Stored items:
= = = =

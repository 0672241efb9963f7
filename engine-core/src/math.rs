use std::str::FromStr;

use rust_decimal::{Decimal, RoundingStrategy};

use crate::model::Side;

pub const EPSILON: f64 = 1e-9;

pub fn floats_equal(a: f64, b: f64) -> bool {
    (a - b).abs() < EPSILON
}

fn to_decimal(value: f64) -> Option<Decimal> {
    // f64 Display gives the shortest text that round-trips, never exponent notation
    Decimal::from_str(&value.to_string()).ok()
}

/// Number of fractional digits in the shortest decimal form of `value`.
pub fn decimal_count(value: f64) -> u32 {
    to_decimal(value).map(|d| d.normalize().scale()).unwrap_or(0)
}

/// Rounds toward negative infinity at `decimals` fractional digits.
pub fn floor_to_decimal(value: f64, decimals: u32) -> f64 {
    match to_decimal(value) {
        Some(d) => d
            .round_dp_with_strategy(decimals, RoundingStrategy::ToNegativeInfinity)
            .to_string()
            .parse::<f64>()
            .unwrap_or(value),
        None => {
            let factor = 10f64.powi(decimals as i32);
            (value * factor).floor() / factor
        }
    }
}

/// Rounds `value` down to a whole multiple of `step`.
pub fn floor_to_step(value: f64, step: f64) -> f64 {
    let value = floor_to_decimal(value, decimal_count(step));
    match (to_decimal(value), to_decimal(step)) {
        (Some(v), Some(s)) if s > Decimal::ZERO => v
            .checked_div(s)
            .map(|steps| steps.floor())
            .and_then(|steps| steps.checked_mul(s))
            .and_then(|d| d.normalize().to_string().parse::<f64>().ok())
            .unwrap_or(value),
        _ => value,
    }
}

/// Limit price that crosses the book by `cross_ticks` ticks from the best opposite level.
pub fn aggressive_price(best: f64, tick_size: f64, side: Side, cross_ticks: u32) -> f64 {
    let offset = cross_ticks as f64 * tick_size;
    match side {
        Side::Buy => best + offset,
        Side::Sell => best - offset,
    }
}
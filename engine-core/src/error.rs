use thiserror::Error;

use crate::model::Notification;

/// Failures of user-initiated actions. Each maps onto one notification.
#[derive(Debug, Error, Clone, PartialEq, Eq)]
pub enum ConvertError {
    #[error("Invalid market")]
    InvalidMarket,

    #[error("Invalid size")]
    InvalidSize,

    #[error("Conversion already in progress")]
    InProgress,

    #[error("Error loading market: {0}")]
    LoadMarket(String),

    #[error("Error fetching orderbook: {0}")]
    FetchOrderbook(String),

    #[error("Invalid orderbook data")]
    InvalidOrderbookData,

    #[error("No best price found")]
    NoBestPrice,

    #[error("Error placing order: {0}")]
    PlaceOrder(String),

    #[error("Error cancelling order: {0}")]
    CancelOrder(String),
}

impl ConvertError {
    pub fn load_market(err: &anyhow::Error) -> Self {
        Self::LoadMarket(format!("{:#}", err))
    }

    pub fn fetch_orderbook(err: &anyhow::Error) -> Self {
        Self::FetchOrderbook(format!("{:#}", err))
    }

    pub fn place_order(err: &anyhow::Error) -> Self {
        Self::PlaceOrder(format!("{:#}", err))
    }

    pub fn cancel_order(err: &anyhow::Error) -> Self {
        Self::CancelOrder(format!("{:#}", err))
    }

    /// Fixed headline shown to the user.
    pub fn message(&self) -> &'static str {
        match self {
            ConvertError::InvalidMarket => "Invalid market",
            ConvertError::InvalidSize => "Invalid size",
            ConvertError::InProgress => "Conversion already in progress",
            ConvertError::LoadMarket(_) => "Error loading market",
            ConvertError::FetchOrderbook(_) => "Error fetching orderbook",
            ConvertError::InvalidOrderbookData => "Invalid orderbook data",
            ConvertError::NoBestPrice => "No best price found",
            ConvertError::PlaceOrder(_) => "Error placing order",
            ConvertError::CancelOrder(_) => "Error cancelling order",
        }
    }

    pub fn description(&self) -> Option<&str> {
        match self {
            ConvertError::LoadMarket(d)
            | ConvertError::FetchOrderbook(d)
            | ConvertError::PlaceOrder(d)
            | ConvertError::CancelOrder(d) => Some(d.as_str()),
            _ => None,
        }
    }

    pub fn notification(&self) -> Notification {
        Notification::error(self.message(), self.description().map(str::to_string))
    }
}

= = = =

| Your goal |
Please write out all of the records above, character for character.

| Completed task |
repository 0672241efb9963f7
filename engine-core/src/math.rs
use std::str::FromStr;

use rust_decimal::{Decimal, RoundingStrategy};

use crate::model::Side;

pub const EPSILON: f64 = 1e-9;

pub fn floats_equal(a: f64, b: f64) -> bool {
    (a - b).abs() < EPSILON
}

fn to_decimal(value: f64) -> Option<Decimal> {
    // f64 Display gives the shortest text that round-trips, never exponent notation
    Decimal::from_str(&value.to_string()).ok()
}

/// Number of fractional digits in the shortest decimal form of `value`.
pub fn decimal_count(value: f64) -> u32 {
    to_decimal(value).map(|d| d.normalize().scale()).unwrap_or(0)
}

/// Rounds toward negative infinity at `decimals` fractional digits.
pub fn floor_to_decimal(value: f64, decimals: u32) -> f64 {
    match to_decimal(value) {
        Some(d) => d
            .round_dp_with_strategy(decimals, RoundingStrategy::ToNegativeInfinity)
            .to_string()
            .parse::<f64>()
            .unwrap_or(value),
        None => {
            let factor = 10f64.powi(decimals as i32);
            (value * factor).floor() / factor
        }
    }
}

/// Rounds `value` down to a whole multiple of `step`.
pub fn floor_to_step(value: f64, step: f64) -> f64 {
    let value = floor_to_decimal(value, decimal_count(step));
    match (to_decimal(value), to_decimal(step)) {
        (Some(v), Some(s)) if s > Decimal::ZERO => v
            .checked_div(s)
            .map(|steps| steps.floor())
            .and_then(|steps| steps.checked_mul(s))
            .and_then(|d| d.normalize().to_string().parse::<f64>().ok())
            .unwrap_or(value),
        _ => value,
    }
}

/// Limit price that crosses the book by `cross_ticks` ticks from the best opposite level.
pub fn aggressive_price(best: f64, tick_size: f64, side: Side, cross_ticks: u32) -> f64 {
    let offset = cross_ticks as f64 * tick_size;
    match side {
        Side::Buy => best + offset,
        Side::Sell => best - offset,
    }
}
filename engine-core/src/error.rs
use thiserror::Error;

use crate::model::Notification;

/// Failures of user-initiated actions. Each maps onto one notification.
#[derive(Debug, Error, Clone, PartialEq, Eq)]
pub enum ConvertError {
    #[error("Invalid market")]
    InvalidMarket,

    #[error("Invalid size")]
    InvalidSize,

    #[error("Conversion already in progress")]
    InProgress,

    #[error("Error loading market: {0}")]
    LoadMarket(String),

    #[error("Error fetching orderbook: {0}")]
    FetchOrderbook(String),

    #[error("Invalid orderbook data")]
    InvalidOrderbookData,

    #[error("No best price found")]
    NoBestPrice,

    #[error("Error placing order: {0}")]
    PlaceOrder(String),

    #[error("Error cancelling order: {0}")]
    CancelOrder(String),
}

impl ConvertError {
    pub fn load_market(err: &anyhow::Error) -> Self {
        Self::LoadMarket(format!("{:#}", err))
    }

    pub fn fetch_orderbook(err: &anyhow::Error) -> Self {
        Self::FetchOrderbook(format!("{:#}", err))
    }

    pub fn place_order(err: &anyhow::Error) -> Self {
        Self::PlaceOrder(format!("{:#}", err))
    }

    pub fn cancel_order(err: &anyhow::Error) -> Self {
        Self::CancelOrder(format!("{:#}", err))
    }

    /// Fixed headline shown to the user.
    pub fn message(&self) -> &'static str {
        match self {
            ConvertError::InvalidMarket => "Invalid market",
            ConvertError::InvalidSize => "Invalid size",
            ConvertError::InProgress => "Conversion already in progress",
            ConvertError::LoadMarket(_) => "Error loading market",
            ConvertError::FetchOrderbook(_) => "Error fetching orderbook",
            ConvertError::InvalidOrderbookData => "Invalid orderbook data",
            ConvertError::NoBestPrice => "No best price found",
            ConvertError::PlaceOrder(_) => "Error placing order",
            ConvertError::CancelOrder(_) => "Error cancelling order",
        }
    }

    pub fn description(&self) -> Option<&str> {
        match self {
            ConvertError::LoadMarket(d)
            | ConvertError::FetchOrderbook(d)
            | ConvertError::PlaceOrder(d)
            | ConvertError::CancelOrder(d) => Some(d.as_str()),
            _ => None,
        }
    }

    pub fn notification(&self) -> Notification {
        Notification::error(self.message(), self.description().map(str::to_string))
    }
}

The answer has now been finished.